One kilogram gold bars. Photographer: Brendon Thorne/Bloomberg via Getty Images

SENTIMENT towards gold remains high among central banks, according to a World Gold Council survey published today which said official sector purchases were likely to increase over the next 12 months.

Central bank gold purchasing was a net 863 tons last year, lower than the preceding three years when net buying exceeded 1,000 tons per year, but higher than in any of the 12 years from 2010. First quarter central bank demand for gold totalled 244 tons, a 17% increase quarter-on-quarter, the council said in April.

In those years, official sector purchases were to primarily hedge against interest rate increases and geopolitical instability. According to the World Gold Council today, those factors remain uppermost in central bank concerns.

About 89% of respondents to the council’s survey – which enlisted a record number of replies – believe the global central bank gold reserves will increase in the next 12 months. In addition, 45% expect their own gold reserves to increase.

There were though changes in where vaulting would take place. “This year’s survey reveals an emergent trend of central banks increasingly looking to diversify gold vaulting locations,” the WGC said.

The survey found 57% of respondents stored gold at the Bank of England, down from 64% last year, while 14% held bullion at the New York Federal Reserve, down from 17%. Despite the decline in share, the BOE remained the world’s most popular gold vault. Banks are preferring domestic storage. Interestingly, the Swiss National Bank saw a decline in preference, dropping to 6% from 12% in 2025, the council said.

Interest rate concerns was the major factor in gold displacing US government bonds as the world’s leading reserve asset, according to a report in June. This was driven by central bank buying and a price rally that has saw bullion nearly double over two years.

Bullion accounted for 27% of global central bank reserve assets at end-2025, up from 20% a year earlier, said the Financial Times citing a European Central Bank report. US Treasuries fell to 22% from 25% over the same period, though dollar-denominated assets as a whole still represent the largest share of reserves at 42%.
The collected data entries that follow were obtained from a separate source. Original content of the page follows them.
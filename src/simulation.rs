/*!
 * Automatic Simulation
 * Seeded random workload driven end to end through the process manager
 *
 * Stages: workload generation with optional memory requests, random
 * messages between distinct processes, an optional CPU contention
 * scenario, then one batch under the configured policy.
 */

use crate::config::SimulationConfig;
use crate::core::errors::ProcessResult;
use crate::core::limits::{
    HIGHEST_PRIORITY, LOWEST_PRIORITY, SIM_MAX_BURST, SIM_MAX_MEMORY_REQUEST, SIM_MAX_MESSAGES,
    SIM_MAX_PROCESSES, SIM_MIN_BURST, SIM_MIN_MEMORY_REQUEST, SIM_MIN_MESSAGES,
    SIM_MIN_PROCESSES,
};
use crate::core::types::{MemoryUnits, Pid, Priority, Tick};
use crate::monitoring::{generate_run_id, span_stage};
use crate::process::{BatchReport, ProcessManager, ProcessManagerBuilder, ProcessRecord, SchedulingPolicy};
use crate::resources::{ReleaseReport, ResourceSnapshot};
use rand::rngs::StdRng;
use rand::seq::SliceRandom;
use rand::{Rng, SeedableRng};
use serde::Serialize;
use tracing::info;

/// Canned message bodies exchanged between simulated processes
pub const PREDEFINED_MESSAGES: [&str; 6] = [
    "Request resource",
    "Release resource",
    "Priority raised",
    "Priority lowered",
    "Run I/O task",
    "Finish execution",
];

/// One generated process
#[derive(Debug, Clone, Copy, PartialEq, Eq, Serialize)]
pub struct WorkloadEntry {
    pub pid: Pid,
    pub priority: Priority,
    pub burst: Tick,
    pub memory_request: Option<MemoryUnits>,
    pub granted: Option<bool>,
}

#[derive(Debug, Clone, PartialEq, Eq, Serialize)]
pub struct SentMessage {
    pub from: Pid,
    pub to: Pid,
    pub content: String,
}

/// Outcome of the two-process CPU contention scenario
#[derive(Debug, Clone, PartialEq, Eq, Serialize)]
pub struct ContentionOutcome {
    pub holder: Pid,
    pub waiter: Pid,
    pub holder_granted: bool,
    pub waiter_granted: Option<bool>,
    pub release: Option<ReleaseReport>,
}

/// Everything one automatic run produced
#[derive(Debug, Clone, Serialize)]
pub struct SimulationReport {
    pub run_id: String,
    pub seed: u64,
    pub policy: SchedulingPolicy,
    pub workload: Vec<WorkloadEntry>,
    pub messages: Vec<SentMessage>,
    pub contention: Option<ContentionOutcome>,
    pub batch: BatchReport,
    pub processes: Vec<ProcessRecord>,
    pub resources: ResourceSnapshot,
}

/// Seeded simulation driver
pub struct Simulation {
    manager: ProcessManager,
    rng: StdRng,
    seed: u64,
    run_id: String,
}

impl Simulation {
    pub fn new(config: &SimulationConfig) -> Self {
        let seed = config.seed.unwrap_or_else(rand::random);
        Self::with_manager(ProcessManagerBuilder::from_config(config).build(), seed)
    }

    pub fn with_manager(manager: ProcessManager, seed: u64) -> Self {
        Self {
            manager,
            rng: StdRng::seed_from_u64(seed),
            seed,
            run_id: generate_run_id(),
        }
    }

    pub fn manager(&self) -> &ProcessManager {
        &self.manager
    }

    pub fn run_id(&self) -> &str {
        &self.run_id
    }

    /// Run every stage and collect the report
    pub fn run(mut self) -> ProcessResult<SimulationReport> {
        info!(
            run_id = %self.run_id,
            seed = self.seed,
            policy = %self.manager.policy(),
            "Starting automatic simulation"
        );

        let workload = self.generate_workload()?;
        let messages = self.exchange_messages()?;
        let contention = if self.rng.gen_bool(0.5) {
            Some(self.contention_scenario()?)
        } else {
            None
        };

        let span = span_stage("batch", &self.run_id);
        let batch = {
            let _entered = span.enter();
            self.manager.run_batch()
        };
        span.record_items(batch.completed.len());
        span.record_result(true);
        drop(span);

        info!(
            run_id = %self.run_id,
            completed = batch.completed.len(),
            avg_waiting = batch.average_waiting(),
            avg_turnaround = batch.average_turnaround(),
            "Simulation finished"
        );

        Ok(SimulationReport {
            run_id: self.run_id,
            seed: self.seed,
            policy: self.manager.policy(),
            workload,
            messages,
            contention,
            batch,
            processes: self.manager.processes(),
            resources: self.manager.resource_snapshot(),
        })
    }

    /// Create 5 to 15 processes; each requests memory with probability one half
    pub fn generate_workload(&mut self) -> ProcessResult<Vec<WorkloadEntry>> {
        let span = span_stage("workload", &self.run_id);
        let _entered = span.enter();

        let count = self.rng.gen_range(SIM_MIN_PROCESSES..=SIM_MAX_PROCESSES);
        let mut workload = Vec::with_capacity(count);
        for _ in 0..count {
            let priority = self.rng.gen_range(HIGHEST_PRIORITY..=LOWEST_PRIORITY);
            let burst = self.rng.gen_range(SIM_MIN_BURST..=SIM_MAX_BURST);
            let pid = self.manager.create_process(priority, burst);

            let mut entry = WorkloadEntry {
                pid,
                priority,
                burst,
                memory_request: None,
                granted: None,
            };
            if self.rng.gen_bool(0.5) {
                let memory = self
                    .rng
                    .gen_range(SIM_MIN_MEMORY_REQUEST..=SIM_MAX_MEMORY_REQUEST);
                entry.memory_request = Some(memory);
                entry.granted = Some(self.manager.request(pid, memory)?);
            }
            workload.push(entry);
        }

        span.record_items(workload.len());
        Ok(workload)
    }

    /// Send 2 to 6 canned messages between distinct random processes
    pub fn exchange_messages(&mut self) -> ProcessResult<Vec<SentMessage>> {
        let span = span_stage("messages", &self.run_id);
        let _entered = span.enter();

        let pids: Vec<Pid> = self.manager.processes().iter().map(ProcessRecord::pid).collect();
        if pids.len() < 2 {
            return Ok(Vec::new());
        }

        let count = self.rng.gen_range(SIM_MIN_MESSAGES..=SIM_MAX_MESSAGES);
        let mut sent = Vec::with_capacity(count);
        for _ in 0..count {
            let pair: Vec<Pid> = pids.choose_multiple(&mut self.rng, 2).copied().collect();
            let (from, to) = (pair[0], pair[1]);
            let content = PREDEFINED_MESSAGES
                .choose(&mut self.rng)
                .copied()
                .unwrap_or(PREDEFINED_MESSAGES[0]);
            self.manager.send(from, to, content)?;
            sent.push(SentMessage {
                from,
                to,
                content: content.to_string(),
            });
        }

        span.record_items(sent.len());
        Ok(sent)
    }

    /// Two fresh processes contend for the CPU
    ///
    /// The holder asks for 200 units; if granted the waiter asks for 300,
    /// then the holder releases and the waiter wakes.
    pub fn contention_scenario(&mut self) -> ProcessResult<ContentionOutcome> {
        let span = span_stage("contention", &self.run_id);
        let _entered = span.enter();

        let holder = self.manager.create_process(1, 10);
        let waiter = self.manager.create_process(2, 15);
        let mut outcome = ContentionOutcome {
            holder,
            waiter,
            holder_granted: self.manager.request(holder, 200)?,
            waiter_granted: None,
            release: None,
        };

        if outcome.holder_granted {
            outcome.waiter_granted = Some(self.manager.request(waiter, 300)?);
            outcome.release = Some(self.manager.release(holder)?);
        }
        info!(holder, waiter, holder_granted = outcome.holder_granted, "Contention scenario done");
        Ok(outcome)
    }
}

/// Run one automatic simulation with `config`
pub fn run(config: &SimulationConfig) -> ProcessResult<SimulationReport> {
    Simulation::new(config).run()
}
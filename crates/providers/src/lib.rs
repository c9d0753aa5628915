//! Generation provider implementations for Librarian.
//!
//! All providers implement the `librarian_core::GenerationProvider` trait.

pub mod anthropic;

pub use anthropic::AnthropicProvider;
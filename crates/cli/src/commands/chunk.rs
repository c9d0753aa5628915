//! `librarian chunk` — Chunk a document and report the result.

use anyhow::Context;
use librarian_chunking::{detect, estimate_pages, smart_chunk};
use librarian_config::AppConfig;
use std::path::Path;

use super::load_document;

const CHARS_PER_PAGE: usize = 3000;

pub fn run(file: &Path, max_size: Option<usize>) -> anyhow::Result<()> {
    let config = AppConfig::load().context("Failed to load config")?;
    let document = load_document(file)?;

    let max_chunk_size = max_size.unwrap_or(config.limits.max_chunk_size);
    let structure = detect(&document.content);
    let chunks = smart_chunk(&document.content, max_chunk_size)?;

    println!("📚 Chunk Report — {}", file.display());
    println!("==================");
    println!("  Structure:    {structure}");
    println!("  Length:       {} chars (~{} pages)",
        document.len_chars(),
        estimate_pages(&document.content, CHARS_PER_PAGE),
    );
    println!("  Chunk bound:  {max_chunk_size} chars");
    println!("  Chunks:       {}", chunks.len());
    println!();

    for chunk in &chunks {
        println!(
            "  [{}] {} — {} chars, ~{} tokens",
            chunk.index + 1,
            chunk.boundary,
            chunk.content.chars().count(),
            chunk.approx_token_count,
        );
    }

    Ok(())
}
The shift reflects a broad move by central banks to reduce dependence on the US dollar, a trend that accelerated after Washington froze Russia’s dollar reserves following the 2022 invasion of Ukraine. “Geopolitical tensions continue to drive strong central bank demand for gold,” ECB president Christine Lagarde wrote in the report.

Central banks’ gold holdings now exceed 36,000 tons, approaching the peak levels of the Bretton Woods era. Net purchases slowed slightly to 850 tons in 2025 after three consecutive years above 1,000 tons. China, Poland, Turkey and India were the largest accumulators since 2022, though stablecoin company Tether emerged as the single biggest buyer in 2025, purchasing more than 100 tons.

Turkey’s trajectory illustrates the volatility of the trend: after accumulating 220 tons since 2022, it sold or loaned 130 tons following the outbreak of the Iran war in early 2026 — one of the largest reserve drawdowns in recent years, the ECB said.